[ACTIVITY]:
Which lines of the material hold the word "ViewContext"? Copy each one.

[INFORMATION PROVIDED]:
<<<<

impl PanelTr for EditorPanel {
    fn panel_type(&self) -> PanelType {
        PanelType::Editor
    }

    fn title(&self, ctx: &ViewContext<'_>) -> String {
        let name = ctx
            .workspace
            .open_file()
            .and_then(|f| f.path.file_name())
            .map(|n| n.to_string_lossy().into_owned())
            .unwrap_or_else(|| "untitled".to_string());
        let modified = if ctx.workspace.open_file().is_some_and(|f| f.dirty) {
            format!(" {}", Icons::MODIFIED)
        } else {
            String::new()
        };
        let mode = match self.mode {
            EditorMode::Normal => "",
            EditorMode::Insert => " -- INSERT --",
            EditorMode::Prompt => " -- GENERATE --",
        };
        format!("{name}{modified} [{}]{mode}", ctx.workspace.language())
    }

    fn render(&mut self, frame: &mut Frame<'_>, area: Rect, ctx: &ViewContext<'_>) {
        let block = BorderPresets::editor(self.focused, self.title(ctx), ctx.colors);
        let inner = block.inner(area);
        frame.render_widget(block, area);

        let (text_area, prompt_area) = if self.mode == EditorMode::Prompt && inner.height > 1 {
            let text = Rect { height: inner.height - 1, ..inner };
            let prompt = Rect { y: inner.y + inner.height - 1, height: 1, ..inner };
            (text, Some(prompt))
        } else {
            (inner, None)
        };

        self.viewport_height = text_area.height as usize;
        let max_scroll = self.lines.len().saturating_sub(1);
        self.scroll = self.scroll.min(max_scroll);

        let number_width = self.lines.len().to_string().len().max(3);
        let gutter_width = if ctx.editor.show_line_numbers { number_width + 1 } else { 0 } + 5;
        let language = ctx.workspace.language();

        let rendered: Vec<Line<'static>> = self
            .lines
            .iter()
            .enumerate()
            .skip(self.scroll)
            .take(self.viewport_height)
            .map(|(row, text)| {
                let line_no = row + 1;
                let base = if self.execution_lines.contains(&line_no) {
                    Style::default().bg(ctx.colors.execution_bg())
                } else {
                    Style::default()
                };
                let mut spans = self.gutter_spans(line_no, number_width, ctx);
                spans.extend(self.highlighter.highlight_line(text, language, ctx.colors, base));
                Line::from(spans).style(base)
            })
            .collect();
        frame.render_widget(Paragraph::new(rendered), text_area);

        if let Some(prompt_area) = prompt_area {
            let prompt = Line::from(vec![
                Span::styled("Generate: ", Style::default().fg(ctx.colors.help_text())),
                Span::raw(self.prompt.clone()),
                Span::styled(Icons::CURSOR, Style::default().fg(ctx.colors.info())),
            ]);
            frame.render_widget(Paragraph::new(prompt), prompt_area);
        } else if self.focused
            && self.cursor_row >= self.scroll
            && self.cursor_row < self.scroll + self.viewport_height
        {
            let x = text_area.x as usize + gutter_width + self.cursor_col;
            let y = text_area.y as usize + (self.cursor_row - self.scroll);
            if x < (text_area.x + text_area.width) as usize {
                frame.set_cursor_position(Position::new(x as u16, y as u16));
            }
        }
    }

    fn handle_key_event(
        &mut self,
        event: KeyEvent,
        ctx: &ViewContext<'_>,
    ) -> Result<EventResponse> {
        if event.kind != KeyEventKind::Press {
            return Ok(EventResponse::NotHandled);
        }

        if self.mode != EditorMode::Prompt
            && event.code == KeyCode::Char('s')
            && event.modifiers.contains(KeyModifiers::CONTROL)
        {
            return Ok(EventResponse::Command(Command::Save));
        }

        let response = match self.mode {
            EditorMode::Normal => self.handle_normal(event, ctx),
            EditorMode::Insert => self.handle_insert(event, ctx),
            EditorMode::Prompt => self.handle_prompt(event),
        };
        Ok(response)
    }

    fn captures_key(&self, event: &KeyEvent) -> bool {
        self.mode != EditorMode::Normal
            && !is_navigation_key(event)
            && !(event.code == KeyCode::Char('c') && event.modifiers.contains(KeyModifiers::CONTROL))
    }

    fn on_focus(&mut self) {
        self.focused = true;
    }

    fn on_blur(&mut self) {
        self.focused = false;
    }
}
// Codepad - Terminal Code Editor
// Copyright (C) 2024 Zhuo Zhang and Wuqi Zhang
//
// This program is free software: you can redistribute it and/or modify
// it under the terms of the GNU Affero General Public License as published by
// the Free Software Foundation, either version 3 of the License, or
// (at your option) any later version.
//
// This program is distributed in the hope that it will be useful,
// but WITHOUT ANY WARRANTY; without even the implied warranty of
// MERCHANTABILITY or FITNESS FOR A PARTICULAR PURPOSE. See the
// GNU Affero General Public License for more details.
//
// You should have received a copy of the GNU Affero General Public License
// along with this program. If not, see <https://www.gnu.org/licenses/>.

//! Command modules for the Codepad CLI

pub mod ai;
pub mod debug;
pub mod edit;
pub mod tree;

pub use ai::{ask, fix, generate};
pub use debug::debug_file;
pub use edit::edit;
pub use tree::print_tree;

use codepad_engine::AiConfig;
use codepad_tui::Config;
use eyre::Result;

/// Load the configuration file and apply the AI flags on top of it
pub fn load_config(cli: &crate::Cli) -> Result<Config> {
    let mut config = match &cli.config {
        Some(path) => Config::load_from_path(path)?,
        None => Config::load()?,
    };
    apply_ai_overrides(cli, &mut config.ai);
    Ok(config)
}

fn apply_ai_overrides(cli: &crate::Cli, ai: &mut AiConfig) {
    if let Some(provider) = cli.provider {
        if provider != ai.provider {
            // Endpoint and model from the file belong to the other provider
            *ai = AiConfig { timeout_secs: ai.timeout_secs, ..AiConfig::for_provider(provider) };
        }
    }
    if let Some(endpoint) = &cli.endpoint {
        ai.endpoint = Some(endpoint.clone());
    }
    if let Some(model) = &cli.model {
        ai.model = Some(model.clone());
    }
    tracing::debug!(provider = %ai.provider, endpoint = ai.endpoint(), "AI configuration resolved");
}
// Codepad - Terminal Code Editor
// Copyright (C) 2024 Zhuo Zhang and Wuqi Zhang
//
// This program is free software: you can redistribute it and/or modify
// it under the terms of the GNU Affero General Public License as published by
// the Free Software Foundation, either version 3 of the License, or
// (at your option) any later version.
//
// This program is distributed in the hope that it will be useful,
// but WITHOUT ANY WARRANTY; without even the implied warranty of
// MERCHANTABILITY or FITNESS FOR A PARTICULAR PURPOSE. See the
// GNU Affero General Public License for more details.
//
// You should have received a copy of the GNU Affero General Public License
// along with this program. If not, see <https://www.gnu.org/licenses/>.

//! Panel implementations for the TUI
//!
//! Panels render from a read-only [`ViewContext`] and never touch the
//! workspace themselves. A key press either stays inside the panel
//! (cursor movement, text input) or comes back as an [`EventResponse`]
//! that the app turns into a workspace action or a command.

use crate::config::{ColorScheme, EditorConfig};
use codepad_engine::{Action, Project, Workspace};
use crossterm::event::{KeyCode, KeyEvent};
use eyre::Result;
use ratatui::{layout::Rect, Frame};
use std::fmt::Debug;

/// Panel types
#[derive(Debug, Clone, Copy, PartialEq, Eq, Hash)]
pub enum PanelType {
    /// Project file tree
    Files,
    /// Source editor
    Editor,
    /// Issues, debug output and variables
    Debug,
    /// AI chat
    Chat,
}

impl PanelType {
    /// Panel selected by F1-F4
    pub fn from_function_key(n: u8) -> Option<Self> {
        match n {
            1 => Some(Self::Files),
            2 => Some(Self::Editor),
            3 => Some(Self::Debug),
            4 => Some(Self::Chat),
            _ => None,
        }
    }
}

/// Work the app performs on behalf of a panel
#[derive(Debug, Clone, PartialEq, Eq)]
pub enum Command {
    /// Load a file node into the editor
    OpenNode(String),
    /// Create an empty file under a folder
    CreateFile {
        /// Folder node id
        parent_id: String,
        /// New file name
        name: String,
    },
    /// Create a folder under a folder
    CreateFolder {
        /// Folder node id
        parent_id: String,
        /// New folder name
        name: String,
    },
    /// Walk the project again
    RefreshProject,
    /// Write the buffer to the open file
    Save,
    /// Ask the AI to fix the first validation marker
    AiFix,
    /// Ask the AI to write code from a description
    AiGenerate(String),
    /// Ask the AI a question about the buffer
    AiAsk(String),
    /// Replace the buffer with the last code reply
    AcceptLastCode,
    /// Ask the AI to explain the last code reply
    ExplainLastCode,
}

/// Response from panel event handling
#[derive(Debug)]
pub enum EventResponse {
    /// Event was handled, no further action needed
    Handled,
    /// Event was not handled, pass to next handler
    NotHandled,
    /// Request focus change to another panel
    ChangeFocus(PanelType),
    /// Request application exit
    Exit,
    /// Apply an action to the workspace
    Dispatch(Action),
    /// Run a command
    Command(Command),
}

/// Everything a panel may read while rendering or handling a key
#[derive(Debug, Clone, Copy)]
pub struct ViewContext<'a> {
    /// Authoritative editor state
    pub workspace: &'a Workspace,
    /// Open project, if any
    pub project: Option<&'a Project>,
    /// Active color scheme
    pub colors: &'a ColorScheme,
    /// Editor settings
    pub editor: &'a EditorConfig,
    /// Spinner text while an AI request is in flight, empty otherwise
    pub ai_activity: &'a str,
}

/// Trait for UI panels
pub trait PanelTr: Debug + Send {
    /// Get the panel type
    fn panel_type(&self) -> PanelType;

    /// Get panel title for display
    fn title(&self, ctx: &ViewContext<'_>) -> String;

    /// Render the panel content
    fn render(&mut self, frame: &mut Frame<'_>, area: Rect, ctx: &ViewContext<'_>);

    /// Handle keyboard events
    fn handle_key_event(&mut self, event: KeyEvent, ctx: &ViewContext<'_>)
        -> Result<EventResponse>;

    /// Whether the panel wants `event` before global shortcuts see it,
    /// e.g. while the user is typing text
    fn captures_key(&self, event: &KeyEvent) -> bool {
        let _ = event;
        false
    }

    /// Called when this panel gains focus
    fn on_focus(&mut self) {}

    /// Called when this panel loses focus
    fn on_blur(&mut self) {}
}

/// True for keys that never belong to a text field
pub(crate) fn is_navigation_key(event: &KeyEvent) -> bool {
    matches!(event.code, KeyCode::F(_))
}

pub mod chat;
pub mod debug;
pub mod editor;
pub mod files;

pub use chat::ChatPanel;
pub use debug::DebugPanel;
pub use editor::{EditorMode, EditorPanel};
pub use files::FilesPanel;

>>>>

[TASK ANSWER]:
    fn title(&self, ctx: &ViewContext<'_>) -> String {
    fn render(&mut self, frame: &mut Frame<'_>, area: Rect, ctx: &ViewContext<'_>) {
        ctx: &ViewContext<'_>,
//! Panels render from a read-only [`ViewContext`] and never touch the
pub struct ViewContext<'a> {
    fn title(&self, ctx: &ViewContext<'_>) -> String;
    fn render(&mut self, frame: &mut Frame<'_>, area: Rect, ctx: &ViewContext<'_>);
    fn handle_key_event(&mut self, event: KeyEvent, ctx: &ViewContext<'_>)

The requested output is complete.